Exercise –
The output should consist solely of the lines running from the one that contains "b, self.nodes[a.index()], self.nodes[b.index()]));" through the end of the records below, copied exactly.

----------------------------------------

//! Base road network and its builder.
//!
//! # Data layout
//!
//! Outgoing edges are stored in **Compressed Sparse Row (CSR)** form.  Given
//! a `NodeId n`, its outgoing edges occupy the `EdgeId` range:
//!
//! ```text
//! node_out_start[n] .. node_out_start[n+1]
//! ```
//!
//! All edge arrays (`edge_from`, `edge_to`, `edge_length_km`,
//! `edge_speed_kph`, `edge_weight_hr`, `edge_highway`) are sorted by source
//! node and indexed by `EdgeId`.  Edge geometry has the granularity of the
//! source data (one edge per consecutive vertex pair), so an edge's polyline
//! is exactly its two endpoint positions.
//!
//! Node identity is the canonical [`NodeKey`] of the coordinate: inserting a
//! coordinate twice yields the same `NodeId`.
//!
//! # Spatial index
//!
//! A [`SegmentIndex`] over every undirected two-point segment is bulk-loaded
//! in [`RoadNetworkBuilder::build`].  The network is immutable afterwards and
//! is shared read-only between concurrent queries.

use std::ops::Range;
use std::sync::Arc;

use rustc_hash::{FxHashMap, FxHashSet};

use ev_core::{EdgeId, LngLat, NodeId, NodeKey, RouterConfig};

use crate::index::{Segment, SegmentIndex};

// ── Edge attributes ───────────────────────────────────────────────────────────

/// Attributes of one directed edge, used when inserting edges.
#[derive(Clone, Debug, PartialEq)]
pub struct EdgeAttrs {
    pub length_km: f64,
    pub speed_kph: f64,
    /// Travel cost in hours: `length_km / speed_kph + edge_penalty_hr`.
    pub weight_hr: f64,
    /// OSM `highway` class, if the source feature carried one.
    pub highway: Option<Arc<str>>,
}

impl EdgeAttrs {
    /// Attributes for a road of the given length and class, with the speed
    /// and weight taken from `config`.
    pub fn for_road(length_km: f64, highway: Option<Arc<str>>, config: &RouterConfig) -> Self {
        let speed_kph = config.speed_for(highway.as_deref());
        Self::with_speed(length_km, speed_kph, highway, config)
    }

    /// Attributes for a piece of an existing road: same speed and class,
    /// weight recomputed for the new length.
    pub fn with_speed(
        length_km: f64,
        speed_kph: f64,
        highway: Option<Arc<str>>,
        config: &RouterConfig,
    ) -> Self {
        Self {
            length_km,
            speed_kph,
            weight_hr: config.edge_weight_hr(length_km, speed_kph),
            highway,
        }
    }
}

// ── RoadNetwork ───────────────────────────────────────────────────────────────

/// Directed road graph in CSR format plus the segment index used for snapping.
///
/// All arrays are `pub` for direct indexed access on hot paths.  Do not
/// construct directly; use [`RoadNetworkBuilder`] or the GeoJSON loader.
pub struct RoadNetwork {
    // ── Node data ─────────────────────────────────────────────────────────
    /// Position of each node.  Indexed by `NodeId`.
    pub node_pos: Vec<LngLat>,

    node_lookup: FxHashMap<NodeKey, NodeId>,

    // ── CSR edge adjacency ────────────────────────────────────────────────
    /// CSR row pointer.  Length = `node_count + 1`.
    pub node_out_start: Vec<u32>,

    // ── Edge data (indexed by EdgeId = position in sorted order) ──────────
    pub edge_from: Vec<NodeId>,
    pub edge_to: Vec<NodeId>,
    pub edge_length_km: Vec<f64>,
    pub edge_speed_kph: Vec<f64>,
    pub edge_weight_hr: Vec<f64>,
    pub edge_highway: Vec<Option<Arc<str>>>,

    // ── Spatial index ─────────────────────────────────────────────────────
    segment_idx: SegmentIndex,
}

impl RoadNetwork {
    /// Construct an empty network with no nodes or edges.
    ///
    /// Every query against an empty network returns an empty result.
    pub fn empty() -> Self {
        RoadNetworkBuilder::new().build()
    }

    // ── Graph dimensions ──────────────────────────────────────────────────

    pub fn node_count(&self) -> usize {
        self.node_pos.len()
    }

    pub fn edge_count(&self) -> usize {
        self.edge_to.len()
    }

    pub fn is_empty(&self) -> bool {
        self.node_pos.is_empty()
    }

    // ── Lookups ───────────────────────────────────────────────────────────

    /// The node at exactly `pos` (after canonicalization), if any.
    pub fn node_at(&self, pos: LngLat) -> Option<NodeId> {
        self.node_lookup.get(&pos.key()).copied()
    }

    /// The directed edge `from → to`, if present.
    pub fn find_edge(&self, from: NodeId, to: NodeId) -> Option<EdgeId> {
        self.out_edges(from).find(|e| self.edge_to[e.index()] == to)
    }

    /// The edge's polyline, source first.
    #[inline]
    pub fn edge_polyline(&self, edge: EdgeId) -> [LngLat; 2] {
        let i = edge.index();
        [
            self.node_pos[self.edge_from[i].index()],
            self.node_pos[self.edge_to[i].index()],
        ]
    }

    pub fn segment_index(&self) -> &SegmentIndex {
        &self.segment_idx
    }

    // ── Graph traversal ───────────────────────────────────────────────────

    /// `EdgeId` range of the outgoing edges of `node`.  Empty for ids that
    /// are not base nodes.
    #[inline]
    pub fn out_edge_range(&self, node: NodeId) -> Range<usize> {
        if node.index() >= self.node_count() {
            return 0..0;
        }
        let start = self.node_out_start[node.index()] as usize;
        let end = self.node_out_start[node.index() + 1] as usize;
        start..end
    }

    /// Iterator over the `EdgeId`s of all outgoing edges from `node`.
    #[inline]
    pub fn out_edges(&self, node: NodeId) -> impl Iterator<Item = EdgeId> + '_ {
        self.out_edge_range(node).map(EdgeId::from_index)
    }

    #[inline]
    pub fn out_degree(&self, node: NodeId) -> usize {
        self.out_edge_range(node).len()
    }
}

// ── RoadNetworkBuilder ────────────────────────────────────────────────────────

/// Construct a [`RoadNetwork`] incrementally, then call [`build`](Self::build).
///
/// Nodes are deduplicated by canonical coordinate.  At most one edge is kept
/// per ordered node pair: adding `u → v` again replaces the earlier edge.
/// Self-loops are ignored.
///
/// # Example
///
/// ```
/// use ev_core::{LngLat, RouterConfig};
/// use ev_spatial::{EdgeAttrs, RoadNetworkBuilder};
///
/// let cfg = RouterConfig::default();
/// let mut b = RoadNetworkBuilder::new();
/// let a = b.add_node(LngLat::new(-122.27, 37.80));
/// let c = b.add_node(LngLat::new(-122.26, 37.80));
/// b.add_road(a, c, EdgeAttrs::for_road(0.88, Some("primary".into()), &cfg));
/// let net = b.build();
/// assert_eq!(net.node_count(), 2);
/// assert_eq!(net.edge_count(), 2); // bidirectional
/// ```
pub struct RoadNetworkBuilder {
    nodes:     Vec<LngLat>,
    lookup:    FxHashMap<NodeKey, NodeId>,
    raw_edges: Vec<RawEdge>,
    edge_slot: FxHashMap<(NodeId, NodeId), usize>,
}

struct RawEdge {
    from:  NodeId,
    to:    NodeId,
    attrs: EdgeAttrs,
}

impl RoadNetworkBuilder {
    pub fn new() -> Self {
        Self::with_capacity(0, 0)
    }

    /// Pre-allocate for the expected number of nodes and edges.
    pub fn with_capacity(nodes: usize, edges: usize) -> Self {
        Self {
            nodes:     Vec::with_capacity(nodes),
            lookup:    FxHashMap::with_capacity_and_hasher(nodes, Default::default()),
            raw_edges: Vec::with_capacity(edges),
            edge_slot: FxHashMap::with_capacity_and_hasher(edges, Default::default()),
        }
    }

    /// Return the node at `pos`, adding it if this coordinate is new.
    pub fn add_node(&mut self, pos: LngLat) -> NodeId {
        let next = NodeId::from_index(self.nodes.len());
        let id = *self.lookup.entry(pos.key()).or_insert(next);
        if id == next {
            self.nodes.push(pos);
        }
        id
    }

    /// Add a **directed** edge `from → to`.  Returns `false` for self-loops,
    /// which are dropped.
    pub fn add_directed_edge(&mut self, from: NodeId, to: NodeId, attrs: EdgeAttrs) -> bool {
        if from == to {
            return false;
        }
        let edge = RawEdge { from, to, attrs };
        match self.edge_slot.get(&(from, to)) {
            Some(&slot) => self.raw_edges[slot] = edge,
            None => {
                self.edge_slot.insert((from, to), self.raw_edges.len());
                self.raw_edges.push(edge);
            }
        }
        true
    }

    /// Convenience: add edges in **both directions** with the same attributes.
    pub fn add_road(&mut self, a: NodeId, b: NodeId, attrs: EdgeAttrs) {
        self.add_directed_edge(b, a, attrs.clone());
        self.add_directed_edge(a, b, attrs);
    }

    pub fn node_pos(&self, id: NodeId) -> LngLat {
        self.nodes[id.index()]
    }

    pub fn node_count(&self) -> usize { self.nodes.len() }
    pub fn edge_count(&self) -> usize { self.raw_edges.len() }

    /// Consume the builder and produce a [`RoadNetwork`].
    ///
    /// Time complexity: O(E log E) for the edge sort + O(S log S) for the
    /// segment index bulk load, where S ≤ E is the number of undirected
    /// segments.
    pub fn build(self) -> RoadNetwork {
        let node_count = self.nodes.len();
        let edge_count = self.raw_edges.len();

        // Sort by (source, target) so CSR rows are contiguous and stable.
        let mut raw = self.raw_edges;
        raw.sort_unstable_by_key(|e| (e.from, e.to));

        let mut node_out_start = vec![0u32; node_count + 1];
        for e in &raw {
            node_out_start[e.from.index() + 1] += 1;
        }
        for i in 1..=node_count {
            node_out_start[i] += node_out_start[i - 1];
        }
        debug_assert_eq!(node_out_start[node_count] as usize, edge_count);

        // One index entry per undirected pair, whichever directions exist.
        let mut seen: FxHashSet<(NodeId, NodeId)> = FxHashSet::default();
        let mut segments = Vec::with_capacity(edge_count);
        for e in &raw {
            let (a, b) = if e.from < e.to { (e.from, e.to) } else { (e.to, e.from) };
            if seen.insert((a, b)) {
                segments.push(Segment::new(a, b, self.nodes[a.index()], self.nodes[b.index()]));
            }
        }

        let mut edge_from      = Vec::with_capacity(edge_count);
        let mut edge_to        = Vec::with_capacity(edge_count);
        let mut edge_length_km = Vec::with_capacity(edge_count);
        let mut edge_speed_kph = Vec::with_capacity(edge_count);
        let mut edge_weight_hr = Vec::with_capacity(edge_count);
        let mut edge_highway   = Vec::with_capacity(edge_count);
        for e in raw {
            edge_from.push(e.from);
            edge_to.push(e.to);
            edge_length_km.push(e.attrs.length_km);
            edge_speed_kph.push(e.attrs.speed_kph);
            edge_weight_hr.push(e.attrs.weight_hr);
            edge_highway.push(e.attrs.highway);
        }

        RoadNetwork {
            node_pos: self.nodes,
            node_lookup: self.lookup,
            node_out_start,
            edge_from,
            edge_to,
            edge_length_km,
            edge_speed_kph,
            edge_weight_hr,
            edge_highway,
            segment_idx: SegmentIndex::new(segments),
        }
    }
}

impl Default for RoadNetworkBuilder {
    fn default() -> Self {
        Self::new()
    }
}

----------------------------------------

Result for this exercise –
                segments.push(Segment::new(a, b, self.nodes[a.index()], self.nodes[b.index()]));
            }
        }

        let mut edge_from      = Vec::with_capacity(edge_count);
        let mut edge_to        = Vec::with_capacity(edge_count);
        let mut edge_length_km = Vec::with_capacity(edge_count);
        let mut edge_speed_kph = Vec::with_capacity(edge_count);
        let mut edge_weight_hr = Vec::with_capacity(edge_count);
        let mut edge_highway   = Vec::with_capacity(edge_count);
        for e in raw {
            edge_from.push(e.from);
            edge_to.push(e.to);
            edge_length_km.push(e.attrs.length_km);
            edge_speed_kph.push(e.attrs.speed_kph);
            edge_weight_hr.push(e.attrs.weight_hr);
            edge_highway.push(e.attrs.highway);
        }

        RoadNetwork {
            node_pos: self.nodes,
            node_lookup: self.lookup,
            node_out_start,
            edge_from,
            edge_to,
            edge_length_km,
            edge_speed_kph,
            edge_weight_hr,
            edge_highway,
            segment_idx: SegmentIndex::new(segments),
        }
    }
}

impl Default for RoadNetworkBuilder {
    fn default() -> Self {
        Self::new()
    }
}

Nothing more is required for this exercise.